This weekend was one of a kind: for a few hours I actually diverted my mind from the most important thing in this world: MYSELF, and focused on the bigger picture, the bigger India, so to speak.
I watched Peepli Live: probably the most brilliant movie of this year- satirical, funny, and poignant at the same time. It tackled a serious issue (farmer suicides) and yet it never took itself too seriously, it conveyed a message and yet it did not preach, it highlighted the plight of the common man and yet it wasn’t pompous. It definitely was Oscar material: it showed the darker, poorer side of India which is the defining criteria for an Indian film to get noticed at an international forum. India Shining has no takers but poverty surely sells!

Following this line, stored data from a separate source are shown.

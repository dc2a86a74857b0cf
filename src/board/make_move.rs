use super::{
    CastleSide, Cell, Color, GameState, Move, MoveError, MoveKind, PieceKind, Square,
};

impl GameState {
    /// Play a move already known to be legal.
    ///
    /// Handles the en passant capture, the castling rook, castling rights,
    /// the new en passant target and the turn change, then refreshes
    /// [`status`](GameState::status) for the side now on move.
    ///
    /// # Panics
    /// Panics if `from` is empty. In debug builds also panics if the move is
    /// not legal; use [`try_apply`](GameState::try_apply) for unchecked input.
    pub fn apply(&mut self, from: Square, to: Square) -> Move {
        debug_assert!(self.is_legal(from, to), "apply called with illegal move {from}-{to}");

        let (piece, color) = self
            .board
            .cell(from)
            .piece()
            .expect("apply: 'from' square empty");
        let en_passant = self.en_passant_victim(from, to).is_some();
        let captured = self.relocate(from, to);
        let (df, dr) = from.delta(to);

        let mut kind = match captured {
            Some(_) if en_passant => MoveKind::EnPassant,
            Some(_) => MoveKind::Capture,
            None => MoveKind::Quiet,
        };

        match piece {
            PieceKind::King => {
                if let Some(side) = CastleSide::from_king_hop(df) {
                    self.castle_rook(color, side);
                    kind = MoveKind::Castle(side);
                }
                self.castling_rights.remove_color(color);
            }
            PieceKind::Rook => {
                if let Some(side) = CastleSide::of_corner(color, from) {
                    self.castling_rights.remove(color, side);
                }
            }
            _ => {}
        }

        self.en_passant_target = None;
        if piece == PieceKind::Pawn && dr.abs() == 2 {
            self.en_passant_target = from.offset(0, dr / 2);
            kind = MoveKind::DoublePush;
        }

        self.side_to_move = self.side_to_move.opponent();

        let mv = Move {
            from,
            to,
            piece,
            color,
            captured,
            kind,
        };

        #[cfg(feature = "logging")]
        log::debug!("applied {mv}");

        self.refresh_status();
        mv
    }

    /// Validate and play a move.
    pub fn try_apply(&mut self, from: Square, to: Square) -> Result<Move, MoveError> {
        if let Err(err) = self.check_move(from, to) {
            #[cfg(feature = "logging")]
            log::warn!("rejected {from}-{to}: {err}");
            return Err(err);
        }
        Ok(self.apply(from, to))
    }

    fn check_move(&self, from: Square, to: Square) -> Result<(), MoveError> {
        if self.game_over {
            return Err(MoveError::GameOver);
        }
        match self.board.cell(from).color() {
            None => Err(MoveError::EmptySquare { square: from }),
            Some(color) if color != self.side_to_move => Err(MoveError::WrongSide {
                square: from,
                to_move: self.side_to_move,
            }),
            Some(_) if !self.is_legal(from, to) => Err(MoveError::Illegal { from, to }),
            Some(_) => Ok(()),
        }
    }

    /// Move the castling rook next to the king, if an own rook holds the
    /// corner.
    fn castle_rook(&mut self, color: Color, side: CastleSide) {
        let corner = side.rook_corner(color);
        let rook = Cell::Occupied(PieceKind::Rook, color);
        if self.board.cell(corner) != rook {
            return;
        }
        self.board.put(corner, Cell::Empty);
        self.board
            .put(Square::at(side.rook_target_file(), color.back_rank()), rook);
    }
}
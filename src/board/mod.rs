//! Chess board representation and game rules.
//!
//! A mailbox board of [`Cell`]s plus the state the rules need: side to
//! move, castling rights, the en passant target and each king's square.
//! Supports legal move filtering, check and checkmate detection, castling
//! and en passant. Pawns do not promote.
//!
//! # Example
//! ```
//! use chess_rules::board::{Color, GameState, GameStatus, Square};
//!
//! let mut game = GameState::new();
//! let (from, to) = (Square::at(4, 6), Square::at(4, 4));
//! assert!(game.is_legal(from, to));
//! game.apply(from, to);
//! assert_eq!(game.side_to_move(), Color::Black);
//! assert_eq!(game.status_for(Color::Black), GameStatus::Ongoing);
//! ```

mod builder;
mod error;
mod geometry;
mod grid;
mod legality;
mod make_move;
pub mod prelude;
mod render;
mod state;
mod status;
mod types;

#[cfg(test)]
mod tests;

// Public API - types users need
pub use builder::GameBuilder;
pub use error::{BoundsError, BuildError, MoveError};
pub use grid::Board;
pub use render::Snapshot;
pub use state::GameState;
pub use status::GameStatus;
pub use types::{CastleSide, CastlingRights, Cell, Color, Move, MoveKind, PieceKind, Square};

pub(crate) use types::KING_HOME_FILE;
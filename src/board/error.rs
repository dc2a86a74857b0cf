//! Error types for board and game operations.
//!
//! Every error here is a caller contract violation. The presentation layer
//! only ever hands the engine on-grid coordinates taken from the rendered
//! grid, so none of these surface during normal play.

use std::fmt;

use super::{Color, Square};

/// Coordinate outside the 8×8 grid.
#[derive(Debug, Clone, PartialEq, Eq)]
pub enum BoundsError {
    /// File out of bounds (must be 0-7)
    FileOutOfBounds { file: usize },
    /// Rank out of bounds (must be 0-7)
    RankOutOfBounds { rank: usize },
}

impl fmt::Display for BoundsError {
    fn fmt(&self, f: &mut fmt::Formatter<'_>) -> fmt::Result {
        match self {
            BoundsError::FileOutOfBounds { file } => {
                write!(f, "File {file} out of bounds (must be 0-7)")
            }
            BoundsError::RankOutOfBounds { rank } => {
                write!(f, "Rank {rank} out of bounds (must be 0-7)")
            }
        }
    }
}

impl std::error::Error for BoundsError {}

/// Rejection reason from [`GameState::try_apply`](super::GameState::try_apply).
#[derive(Debug, Clone, PartialEq, Eq)]
pub enum MoveError {
    /// The game ended in checkmate; no further moves are accepted
    GameOver,
    /// No piece on the source square
    EmptySquare { square: Square },
    /// The piece on the source square belongs to the side not on move
    WrongSide { square: Square, to_move: Color },
    /// The move breaks piece geometry or leaves the mover's king attacked
    Illegal { from: Square, to: Square },
}

impl fmt::Display for MoveError {
    fn fmt(&self, f: &mut fmt::Formatter<'_>) -> fmt::Result {
        match self {
            MoveError::GameOver => write!(f, "Game is over, no further moves accepted"),
            MoveError::EmptySquare { square } => {
                write!(f, "No piece on {square}")
            }
            MoveError::WrongSide { square, to_move } => {
                write!(f, "Piece on {square} does not belong to {to_move}, who is on move")
            }
            MoveError::Illegal { from, to } => {
                write!(f, "Illegal move {from}-{to}")
            }
        }
    }
}

impl std::error::Error for MoveError {}

/// Error type for [`GameBuilder::build`](super::GameBuilder::build).
#[derive(Debug, Clone, PartialEq, Eq)]
pub enum BuildError {
    /// No king of this color was placed
    MissingKing { color: Color },
    /// More than one king of this color was placed
    DuplicateKing { color: Color, first: Square, second: Square },
}

impl fmt::Display for BuildError {
    fn fmt(&self, f: &mut fmt::Formatter<'_>) -> fmt::Result {
        match self {
            BuildError::MissingKing { color } => {
                write!(f, "Position has no {color} king")
            }
            BuildError::DuplicateKing {
                color,
                first,
                second,
            } => {
                write!(f, "Position has two {color} kings ({first} and {second})")
            }
        }
    }
}

impl std::error::Error for BuildError {}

But more than Peepli Live, it was “The Common Man”- a theatre based on RK Laxman’s iconic cartoon which dominated the front pages of The Times of India for decades that stole my heart. Make no mistake, I am not the arty kinds; I don’t regularly visit art galleries or Prithvi Theatre every weekend, and I definitely don’t appreciate anything which remotely suggests, ‘good taste’: classical music, instrumental, book launches and so on and so forth. In my life I have watched some 4 theatres in total, the first one being ‘Class of 84’ in my college auditorium: Sophia Bhabha Hall. So on Saturday, when I had a chance to watch Professor Ajit Kelkar (apparently he is famous) as The Common Man in my college auditorium after four years, I couldn’t refuse. While the technical glitches were embarrassing, the performance was outstanding. The 90 minute show traversed the sixty years of political history in India post independence through selected cartoon strips: the humour was subtle, the sarcasm was apparent, and the attack on politics was politely scathing. It did make me feel guilty for not voting, it did stir me out of my usual apathy towards politics, it did make me conscious of my indifference.
Call it a temporary insanity, but for a couple of hours, I was actually entertaining thoughts of being a ‘responsible citizen’, of ‘doing something to change the system’, of ‘making a difference’, but by later in the night, I was back to being myself, i.e. uploading my CV and applying for jobs.